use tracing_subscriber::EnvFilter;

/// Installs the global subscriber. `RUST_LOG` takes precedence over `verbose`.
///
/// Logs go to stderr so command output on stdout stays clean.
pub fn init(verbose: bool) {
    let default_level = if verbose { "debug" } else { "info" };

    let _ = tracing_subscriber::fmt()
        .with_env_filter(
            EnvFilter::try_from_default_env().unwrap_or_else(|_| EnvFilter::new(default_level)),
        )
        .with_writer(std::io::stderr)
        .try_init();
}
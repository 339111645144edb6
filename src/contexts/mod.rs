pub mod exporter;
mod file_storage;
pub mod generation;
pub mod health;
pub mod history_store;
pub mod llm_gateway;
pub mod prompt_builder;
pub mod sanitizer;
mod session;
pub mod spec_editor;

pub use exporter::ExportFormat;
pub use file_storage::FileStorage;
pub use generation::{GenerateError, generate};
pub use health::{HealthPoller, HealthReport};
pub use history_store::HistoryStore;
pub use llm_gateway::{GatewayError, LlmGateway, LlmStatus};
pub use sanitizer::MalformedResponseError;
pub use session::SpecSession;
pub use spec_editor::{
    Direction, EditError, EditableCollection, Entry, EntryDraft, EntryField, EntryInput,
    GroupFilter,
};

Assignment:
For each line in the data that holds the word "exporter", copy the line.

Response:
pub mod exporter;
pub use exporter::ExportFormat;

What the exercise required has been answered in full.